● TASK INSTRUCTIONS: Copy the lines exactly. Begin at the first line of the data and stop after the line with "fn de_i64<'de, D: Deserializer<'de>>(d: D)".

● MATERIAL TO PROCESS:
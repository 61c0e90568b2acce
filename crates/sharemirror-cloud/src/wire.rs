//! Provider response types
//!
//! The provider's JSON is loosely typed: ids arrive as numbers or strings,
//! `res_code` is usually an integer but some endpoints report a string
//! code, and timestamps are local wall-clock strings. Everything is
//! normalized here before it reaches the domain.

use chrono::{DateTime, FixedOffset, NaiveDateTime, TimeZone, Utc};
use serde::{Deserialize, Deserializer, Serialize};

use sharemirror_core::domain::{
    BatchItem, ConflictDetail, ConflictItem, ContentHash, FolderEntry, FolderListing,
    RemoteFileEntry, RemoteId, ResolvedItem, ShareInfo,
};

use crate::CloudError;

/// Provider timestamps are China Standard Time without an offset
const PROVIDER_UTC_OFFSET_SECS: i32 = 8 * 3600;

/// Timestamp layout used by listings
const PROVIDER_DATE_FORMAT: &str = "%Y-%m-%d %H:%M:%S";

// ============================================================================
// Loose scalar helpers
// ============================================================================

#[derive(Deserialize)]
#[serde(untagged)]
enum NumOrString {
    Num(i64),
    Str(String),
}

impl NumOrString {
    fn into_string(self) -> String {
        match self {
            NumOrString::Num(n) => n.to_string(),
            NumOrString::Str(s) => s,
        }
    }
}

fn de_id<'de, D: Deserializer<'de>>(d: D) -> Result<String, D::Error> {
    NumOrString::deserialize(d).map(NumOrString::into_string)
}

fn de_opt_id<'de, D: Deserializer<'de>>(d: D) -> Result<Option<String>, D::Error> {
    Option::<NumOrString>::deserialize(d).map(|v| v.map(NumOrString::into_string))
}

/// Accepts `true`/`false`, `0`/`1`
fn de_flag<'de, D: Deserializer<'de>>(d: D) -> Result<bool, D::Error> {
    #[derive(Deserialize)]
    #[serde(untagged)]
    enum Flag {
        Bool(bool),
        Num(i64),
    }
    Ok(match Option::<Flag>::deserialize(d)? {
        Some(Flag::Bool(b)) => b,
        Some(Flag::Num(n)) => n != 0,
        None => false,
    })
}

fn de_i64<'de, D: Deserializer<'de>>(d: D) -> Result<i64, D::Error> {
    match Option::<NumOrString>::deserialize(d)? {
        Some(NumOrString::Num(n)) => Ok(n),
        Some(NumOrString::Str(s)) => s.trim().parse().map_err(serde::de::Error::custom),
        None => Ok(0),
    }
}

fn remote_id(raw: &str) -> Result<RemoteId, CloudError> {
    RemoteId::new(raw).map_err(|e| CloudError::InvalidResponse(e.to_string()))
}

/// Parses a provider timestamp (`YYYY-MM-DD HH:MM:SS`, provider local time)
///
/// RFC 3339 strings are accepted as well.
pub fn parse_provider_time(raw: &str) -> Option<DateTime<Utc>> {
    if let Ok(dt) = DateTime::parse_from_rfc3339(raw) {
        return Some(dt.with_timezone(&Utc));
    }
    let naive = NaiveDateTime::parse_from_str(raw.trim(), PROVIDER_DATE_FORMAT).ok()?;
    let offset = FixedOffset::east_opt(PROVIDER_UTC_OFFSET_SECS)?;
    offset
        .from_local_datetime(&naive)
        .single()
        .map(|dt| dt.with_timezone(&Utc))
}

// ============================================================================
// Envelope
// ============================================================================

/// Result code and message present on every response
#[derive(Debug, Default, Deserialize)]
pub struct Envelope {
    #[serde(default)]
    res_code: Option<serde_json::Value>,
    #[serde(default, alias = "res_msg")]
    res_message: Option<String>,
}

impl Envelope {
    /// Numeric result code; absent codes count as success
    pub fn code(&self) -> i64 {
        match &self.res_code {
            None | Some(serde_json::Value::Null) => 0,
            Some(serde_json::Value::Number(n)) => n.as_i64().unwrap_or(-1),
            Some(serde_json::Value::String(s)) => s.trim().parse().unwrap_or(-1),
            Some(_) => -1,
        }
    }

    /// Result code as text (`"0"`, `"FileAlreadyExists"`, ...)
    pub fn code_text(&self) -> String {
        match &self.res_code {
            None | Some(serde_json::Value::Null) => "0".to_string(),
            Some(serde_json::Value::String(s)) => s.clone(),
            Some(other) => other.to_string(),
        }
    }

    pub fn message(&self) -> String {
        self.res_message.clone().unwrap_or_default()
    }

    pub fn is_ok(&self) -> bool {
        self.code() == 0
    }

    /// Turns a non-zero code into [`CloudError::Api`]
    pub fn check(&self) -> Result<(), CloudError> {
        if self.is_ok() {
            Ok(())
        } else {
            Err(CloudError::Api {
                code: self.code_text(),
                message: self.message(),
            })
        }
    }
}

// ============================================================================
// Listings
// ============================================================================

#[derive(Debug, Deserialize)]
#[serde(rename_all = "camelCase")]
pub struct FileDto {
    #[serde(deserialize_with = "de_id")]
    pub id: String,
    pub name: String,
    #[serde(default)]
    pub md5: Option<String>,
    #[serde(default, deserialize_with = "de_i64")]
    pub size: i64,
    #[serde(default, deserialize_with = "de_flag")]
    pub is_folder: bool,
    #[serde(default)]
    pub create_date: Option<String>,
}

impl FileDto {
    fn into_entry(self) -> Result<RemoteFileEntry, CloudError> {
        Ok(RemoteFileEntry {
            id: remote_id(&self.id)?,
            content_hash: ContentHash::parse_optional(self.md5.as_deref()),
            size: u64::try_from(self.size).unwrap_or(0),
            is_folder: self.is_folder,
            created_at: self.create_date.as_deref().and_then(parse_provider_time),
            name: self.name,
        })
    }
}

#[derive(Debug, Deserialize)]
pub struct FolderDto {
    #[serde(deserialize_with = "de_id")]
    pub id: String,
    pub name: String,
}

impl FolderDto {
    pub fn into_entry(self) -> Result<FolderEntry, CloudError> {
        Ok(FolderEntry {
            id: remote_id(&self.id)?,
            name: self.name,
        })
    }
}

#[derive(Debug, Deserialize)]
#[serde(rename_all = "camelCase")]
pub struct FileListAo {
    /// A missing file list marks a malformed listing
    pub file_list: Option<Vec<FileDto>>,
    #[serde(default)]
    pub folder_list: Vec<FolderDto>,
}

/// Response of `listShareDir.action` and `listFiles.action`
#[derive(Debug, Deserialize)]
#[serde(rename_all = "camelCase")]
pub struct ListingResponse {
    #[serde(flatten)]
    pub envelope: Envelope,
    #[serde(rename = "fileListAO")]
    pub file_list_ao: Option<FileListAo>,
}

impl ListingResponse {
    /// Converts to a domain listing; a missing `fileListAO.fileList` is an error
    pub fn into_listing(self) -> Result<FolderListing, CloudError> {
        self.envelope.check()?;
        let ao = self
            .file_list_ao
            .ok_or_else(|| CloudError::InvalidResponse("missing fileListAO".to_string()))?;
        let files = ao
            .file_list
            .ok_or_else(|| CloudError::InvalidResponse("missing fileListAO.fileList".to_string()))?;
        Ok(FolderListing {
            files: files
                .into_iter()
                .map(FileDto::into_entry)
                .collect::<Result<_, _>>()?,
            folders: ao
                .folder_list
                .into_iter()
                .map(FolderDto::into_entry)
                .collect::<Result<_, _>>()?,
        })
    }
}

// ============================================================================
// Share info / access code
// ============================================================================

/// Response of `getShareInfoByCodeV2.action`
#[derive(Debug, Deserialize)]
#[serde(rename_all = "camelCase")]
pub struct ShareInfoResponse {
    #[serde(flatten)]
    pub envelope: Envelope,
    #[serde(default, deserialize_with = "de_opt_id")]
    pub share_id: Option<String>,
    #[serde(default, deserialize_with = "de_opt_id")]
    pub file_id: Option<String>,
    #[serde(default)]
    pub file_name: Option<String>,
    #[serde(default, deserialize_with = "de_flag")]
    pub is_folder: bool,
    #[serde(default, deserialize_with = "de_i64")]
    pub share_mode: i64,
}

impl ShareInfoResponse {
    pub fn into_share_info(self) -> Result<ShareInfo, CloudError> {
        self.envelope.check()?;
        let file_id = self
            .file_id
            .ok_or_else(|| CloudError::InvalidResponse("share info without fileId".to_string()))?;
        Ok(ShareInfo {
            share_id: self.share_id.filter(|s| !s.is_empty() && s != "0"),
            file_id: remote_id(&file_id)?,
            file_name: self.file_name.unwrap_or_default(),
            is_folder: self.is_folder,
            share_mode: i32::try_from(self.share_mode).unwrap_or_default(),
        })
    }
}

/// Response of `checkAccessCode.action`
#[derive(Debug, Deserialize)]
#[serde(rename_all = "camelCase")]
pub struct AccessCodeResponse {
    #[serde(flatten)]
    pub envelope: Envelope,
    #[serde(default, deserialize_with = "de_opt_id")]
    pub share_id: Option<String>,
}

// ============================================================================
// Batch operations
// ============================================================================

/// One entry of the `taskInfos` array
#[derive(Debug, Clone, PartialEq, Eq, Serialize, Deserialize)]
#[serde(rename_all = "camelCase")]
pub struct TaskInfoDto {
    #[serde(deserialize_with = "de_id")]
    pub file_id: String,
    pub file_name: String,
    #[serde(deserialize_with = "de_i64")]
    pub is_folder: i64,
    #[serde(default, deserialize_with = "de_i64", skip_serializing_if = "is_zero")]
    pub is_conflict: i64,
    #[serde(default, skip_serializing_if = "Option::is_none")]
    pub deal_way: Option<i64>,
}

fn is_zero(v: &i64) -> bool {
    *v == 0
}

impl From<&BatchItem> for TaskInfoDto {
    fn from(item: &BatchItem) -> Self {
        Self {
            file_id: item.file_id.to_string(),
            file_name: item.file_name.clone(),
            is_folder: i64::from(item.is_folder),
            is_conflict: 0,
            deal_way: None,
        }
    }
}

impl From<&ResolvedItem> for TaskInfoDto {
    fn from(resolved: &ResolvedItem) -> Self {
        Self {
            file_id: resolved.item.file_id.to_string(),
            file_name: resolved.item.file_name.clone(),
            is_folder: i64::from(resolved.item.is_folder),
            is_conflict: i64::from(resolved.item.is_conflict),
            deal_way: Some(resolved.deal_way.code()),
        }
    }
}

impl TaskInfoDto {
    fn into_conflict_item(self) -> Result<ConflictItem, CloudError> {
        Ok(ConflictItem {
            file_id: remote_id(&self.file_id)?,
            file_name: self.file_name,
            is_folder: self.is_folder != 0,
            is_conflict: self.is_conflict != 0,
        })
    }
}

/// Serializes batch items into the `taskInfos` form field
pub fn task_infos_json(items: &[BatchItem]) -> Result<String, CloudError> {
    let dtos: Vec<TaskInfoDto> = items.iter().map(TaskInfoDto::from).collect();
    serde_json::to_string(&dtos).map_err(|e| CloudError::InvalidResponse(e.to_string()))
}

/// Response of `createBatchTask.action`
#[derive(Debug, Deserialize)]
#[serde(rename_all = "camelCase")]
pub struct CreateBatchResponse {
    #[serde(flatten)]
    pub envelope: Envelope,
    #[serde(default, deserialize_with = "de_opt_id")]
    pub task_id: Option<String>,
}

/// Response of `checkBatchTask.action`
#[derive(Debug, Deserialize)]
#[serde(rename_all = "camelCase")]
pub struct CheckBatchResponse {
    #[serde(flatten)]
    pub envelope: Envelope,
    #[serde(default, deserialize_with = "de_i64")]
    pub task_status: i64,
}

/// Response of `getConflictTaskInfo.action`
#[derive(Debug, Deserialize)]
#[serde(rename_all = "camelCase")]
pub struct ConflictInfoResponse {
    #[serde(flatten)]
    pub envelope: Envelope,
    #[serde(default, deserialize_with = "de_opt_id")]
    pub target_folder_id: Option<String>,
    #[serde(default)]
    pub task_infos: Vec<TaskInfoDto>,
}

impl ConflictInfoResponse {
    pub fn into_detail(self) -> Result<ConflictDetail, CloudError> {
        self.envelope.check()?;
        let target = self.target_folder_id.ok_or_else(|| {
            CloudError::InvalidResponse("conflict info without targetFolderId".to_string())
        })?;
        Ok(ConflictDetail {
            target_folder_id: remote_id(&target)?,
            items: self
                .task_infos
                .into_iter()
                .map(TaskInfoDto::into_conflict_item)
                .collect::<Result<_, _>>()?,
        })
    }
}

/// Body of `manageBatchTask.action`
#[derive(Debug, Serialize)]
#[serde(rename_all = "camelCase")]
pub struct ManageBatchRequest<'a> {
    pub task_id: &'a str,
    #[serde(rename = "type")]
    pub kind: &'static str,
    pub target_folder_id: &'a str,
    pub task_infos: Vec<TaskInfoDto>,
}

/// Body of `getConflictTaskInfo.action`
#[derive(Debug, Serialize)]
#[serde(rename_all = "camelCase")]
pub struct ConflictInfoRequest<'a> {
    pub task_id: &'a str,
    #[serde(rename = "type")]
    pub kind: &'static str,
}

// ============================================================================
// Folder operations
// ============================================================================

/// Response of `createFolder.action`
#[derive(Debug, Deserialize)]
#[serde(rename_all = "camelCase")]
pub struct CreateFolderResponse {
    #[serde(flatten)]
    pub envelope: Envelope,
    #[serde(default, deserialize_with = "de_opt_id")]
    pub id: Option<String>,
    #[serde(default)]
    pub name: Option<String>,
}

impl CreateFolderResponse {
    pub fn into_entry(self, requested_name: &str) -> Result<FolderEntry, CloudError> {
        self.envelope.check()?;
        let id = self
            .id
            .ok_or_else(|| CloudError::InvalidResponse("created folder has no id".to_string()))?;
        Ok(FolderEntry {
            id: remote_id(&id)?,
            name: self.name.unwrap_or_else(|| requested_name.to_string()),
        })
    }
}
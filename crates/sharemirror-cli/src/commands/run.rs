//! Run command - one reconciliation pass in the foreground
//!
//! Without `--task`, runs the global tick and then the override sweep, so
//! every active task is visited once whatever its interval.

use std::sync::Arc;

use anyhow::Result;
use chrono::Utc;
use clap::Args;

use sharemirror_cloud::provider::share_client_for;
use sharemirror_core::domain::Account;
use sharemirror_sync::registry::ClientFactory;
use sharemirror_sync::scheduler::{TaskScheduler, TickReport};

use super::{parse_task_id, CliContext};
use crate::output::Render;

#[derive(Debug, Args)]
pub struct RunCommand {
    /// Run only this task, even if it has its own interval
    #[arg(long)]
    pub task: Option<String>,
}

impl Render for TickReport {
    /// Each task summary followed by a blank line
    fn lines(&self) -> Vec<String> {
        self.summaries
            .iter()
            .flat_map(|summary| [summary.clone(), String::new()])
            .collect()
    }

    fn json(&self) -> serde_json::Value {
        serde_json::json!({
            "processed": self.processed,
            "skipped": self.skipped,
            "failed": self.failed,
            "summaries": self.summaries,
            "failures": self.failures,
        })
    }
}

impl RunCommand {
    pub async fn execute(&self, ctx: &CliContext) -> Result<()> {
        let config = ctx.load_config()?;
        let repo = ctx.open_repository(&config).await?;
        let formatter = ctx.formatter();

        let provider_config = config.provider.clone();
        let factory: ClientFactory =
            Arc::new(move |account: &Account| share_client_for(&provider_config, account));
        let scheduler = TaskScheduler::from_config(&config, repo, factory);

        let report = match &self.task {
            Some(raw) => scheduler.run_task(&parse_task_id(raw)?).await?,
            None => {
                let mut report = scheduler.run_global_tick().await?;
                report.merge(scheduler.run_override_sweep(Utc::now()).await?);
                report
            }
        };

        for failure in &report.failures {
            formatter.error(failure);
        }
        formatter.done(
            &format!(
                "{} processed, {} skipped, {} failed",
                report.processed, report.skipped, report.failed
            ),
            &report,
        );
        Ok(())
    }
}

● WRITTEN ANSWER:
repository 61c0e90568b2acce
filename crates/sharemirror-cloud/src/wire.rs
//! Provider response types
//!
//! The provider's JSON is loosely typed: ids arrive as numbers or strings,
//! `res_code` is usually an integer but some endpoints report a string
//! code, and timestamps are local wall-clock strings. Everything is
//! normalized here before it reaches the domain.

use chrono::{DateTime, FixedOffset, NaiveDateTime, TimeZone, Utc};
use serde::{Deserialize, Deserializer, Serialize};

use sharemirror_core::domain::{
    BatchItem, ConflictDetail, ConflictItem, ContentHash, FolderEntry, FolderListing,
    RemoteFileEntry, RemoteId, ResolvedItem, ShareInfo,
};

use crate::CloudError;

/// Provider timestamps are China Standard Time without an offset
const PROVIDER_UTC_OFFSET_SECS: i32 = 8 * 3600;

/// Timestamp layout used by listings
const PROVIDER_DATE_FORMAT: &str = "%Y-%m-%d %H:%M:%S";

// ============================================================================
// Loose scalar helpers
// ============================================================================

#[derive(Deserialize)]
#[serde(untagged)]
enum NumOrString {
    Num(i64),
    Str(String),
}

impl NumOrString {
    fn into_string(self) -> String {
        match self {
            NumOrString::Num(n) => n.to_string(),
            NumOrString::Str(s) => s,
        }
    }
}

fn de_id<'de, D: Deserializer<'de>>(d: D) -> Result<String, D::Error> {
    NumOrString::deserialize(d).map(NumOrString::into_string)
}

fn de_opt_id<'de, D: Deserializer<'de>>(d: D) -> Result<Option<String>, D::Error> {
    Option::<NumOrString>::deserialize(d).map(|v| v.map(NumOrString::into_string))
}

/// Accepts `true`/`false`, `0`/`1`
fn de_flag<'de, D: Deserializer<'de>>(d: D) -> Result<bool, D::Error> {
    #[derive(Deserialize)]
    #[serde(untagged)]
    enum Flag {
        Bool(bool),
        Num(i64),
    }
    Ok(match Option::<Flag>::deserialize(d)? {
        Some(Flag::Bool(b)) => b,
        Some(Flag::Num(n)) => n != 0,
        None => false,
    })
}

fn de_i64<'de, D: Deserializer<'de>>(d: D) -> Result<i64, D::Error> {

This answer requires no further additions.